Torrigiano was also commissioned to work on the monument of Dr John Yonge (d.1516), Master of the Rolls during the time of Henry VIII, who was entombed in the Rolls Chapel of the now Maughan Library. He may also have been responsible for the tomb of John Colet which was destroyed in the 1666 fire of London, but may have been preserved in a cast of the head.

==Return to Italy and Spain==
While these royal works were going on, Torrigiano visited Florence in order to get skilled assistants. He tried to induce Benvenuto Cellini to come to England to help him, but Cellini refused partly from his dislike to the brutal and swaggering manners of Torrigiano. Cellini wrote,

This man had a splendid person and a most arrogant spirit, with the air of a great soldier more than a sculptor, especially in regard to his vehement gestures and his resonant voice, together with a habit he had of knitting his brows, enough to frighten any man of courage. He kept talking every day about his gallant feats among those beasts of Englishmen.

When he heard the story of what Torrigiano did to Michelangelo, Cellini says he could no longer "bear the sight of him".

The latter part of Torrigiano's life was spent in Spain, especially at Seville, where, besides the painted figure of St. Hieronymus in the museum, some terracotta sculpture by him still exists. His violent temper got him into difficulties with the Spanish Inquisition, and he died in 1528 in prison.

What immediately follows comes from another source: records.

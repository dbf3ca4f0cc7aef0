//! Peel-chain detector: a balance shaved down by repeated small outputs.
//!
//! RULES:
//!   - A stage is a transaction in which the wallet pays exactly two
//!     distinct receivers (amounts summed per receiver) and the smaller
//!     side is at most `small_ratio` of the total.
//!   - Consecutive stages chain while their gap is at most `max_gap_secs`.
//!     The longest chain is kept, the earliest one on ties.
//!   - Chains shorter than `min_length` are ignored. Otherwise
//!     score = 0.5·min(len / norm_length, 1) + 0.25·(1 − CV of small
//!     amounts) + 0.25·(share of steps where the large amount does not
//!     grow), and the wallet is flagged at `threshold`.

use super::{
    sorted_history,
    stats::{clamp01, coefficient_of_variation},
    Detector, DetectorKind,
};
use crate::{
    config::PeelChainParams,
    ledger::{Transaction, Wallet},
};
use chrono::{DateTime, Utc};
use rust_decimal::{prelude::ToPrimitive, Decimal};
use std::collections::BTreeMap;

const SCORE_EPSILON: f64 = 1e-9;

#[derive(Debug, Clone)]
struct Stage {
    small: f64,
    large: f64,
    at:    DateTime<Utc>,
}

pub struct PeelChainDetector {
    params: PeelChainParams,
}

impl PeelChainDetector {
    pub fn new(params: PeelChainParams) -> Self {
        Self { params }
    }

    fn stage(&self, wallet: &Wallet, tx: &Transaction) -> Option<Stage> {
        let mut outputs: BTreeMap<&str, Decimal> = BTreeMap::new();
        for t in tx.transfers.iter().filter(|t| t.sender == wallet.address) {
            *outputs.entry(t.receiver.as_str()).or_insert(Decimal::ZERO) += t.amount;
        }
        if outputs.len() != 2 {
            return None;
        }

        let total: Decimal = outputs.values().copied().sum();
        if total <= Decimal::ZERO {
            return None;
        }
        let small = outputs.values().copied().min()?;
        let large = outputs.values().copied().max()?;
        let ratio = (small / total).to_f64()?;
        if ratio > self.params.small_ratio {
            return None;
        }

        Some(Stage {
            small: small.to_f64()?,
            large: large.to_f64()?,
            at:    tx.timestamp,
        })
    }

    fn longest_chain(&self, stages: Vec<Stage>) -> Vec<Stage> {
        let mut best: Vec<Stage> = Vec::new();
        let mut current: Vec<Stage> = Vec::new();

        for stage in stages {
            let linked = current
                .last()
                .map_or(true, |prev| (stage.at - prev.at).num_seconds() <= self.params.max_gap_secs);
            if !linked {
                if current.len() > best.len() {
                    best = std::mem::take(&mut current);
                } else {
                    current.clear();
                }
            }
            current.push(stage);
        }
        if current.len() > best.len() {
            best = current;
        }
        best
    }

    fn score(&self, chain: &[Stage]) -> f64 {
        let length = (chain.len() as f64 / self.params.norm_length as f64).min(1.0);

        let smalls: Vec<f64> = chain.iter().map(|s| s.small).collect();
        // A zero-mean series is treated as maximally unstable.
        let stability = 1.0 - clamp01(coefficient_of_variation(&smalls).unwrap_or(1.0));

        let decay = if chain.len() <= 1 {
            0.5
        } else {
            let non_increasing = chain.windows(2).filter(|w| w[1].large <= w[0].large).count();
            clamp01(non_increasing as f64 / (chain.len() - 1) as f64)
        };

        0.5 * length + 0.25 * stability + 0.25 * decay
    }

    fn detect(&self, wallet: &Wallet) -> bool {
        let stages: Vec<Stage> = sorted_history(wallet)
            .into_iter()
            .filter_map(|tx| self.stage(wallet, tx))
            .collect();
        let chain = self.longest_chain(stages);
        if chain.len() < self.params.min_length {
            return false;
        }

        let score = self.score(&chain);
        log::debug!("{}: peel chain of {} stages scored {score:.2}", wallet.address, chain.len());
        score + SCORE_EPSILON >= self.params.threshold
    }
}

impl Detector for PeelChainDetector {
    fn kind(&self) -> DetectorKind {
        DetectorKind::PeelChain
    }

    fn analyze(&self, wallets: &mut [Wallet]) {
        for wallet in wallets.iter_mut() {
            let detected = !wallet.transactions.is_empty() && self.detect(wallet);
            if wallet.analysis.record(self.kind().pattern(), detected) {
                log::info!("Peel-chain pattern on {}", wallet.address);
            }
        }
    }
}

According to Vasari, Torrigiano was swindled of his payment by the Duke of Arcos for a sculpture of the Virgin and Child. As an act of vengeance for being fooled as such he mutilated the work with his chisel, whereupon the Duke, considering himself affronted, denounced Torrigiano as a heretic. In other stories, he was carving the Virgin and made a mistake, at which point he defaced the statue in his annoyance, and was seen by clerics and charged as a result by the Spanish Inquisition. Vasari misdates his death to 1522.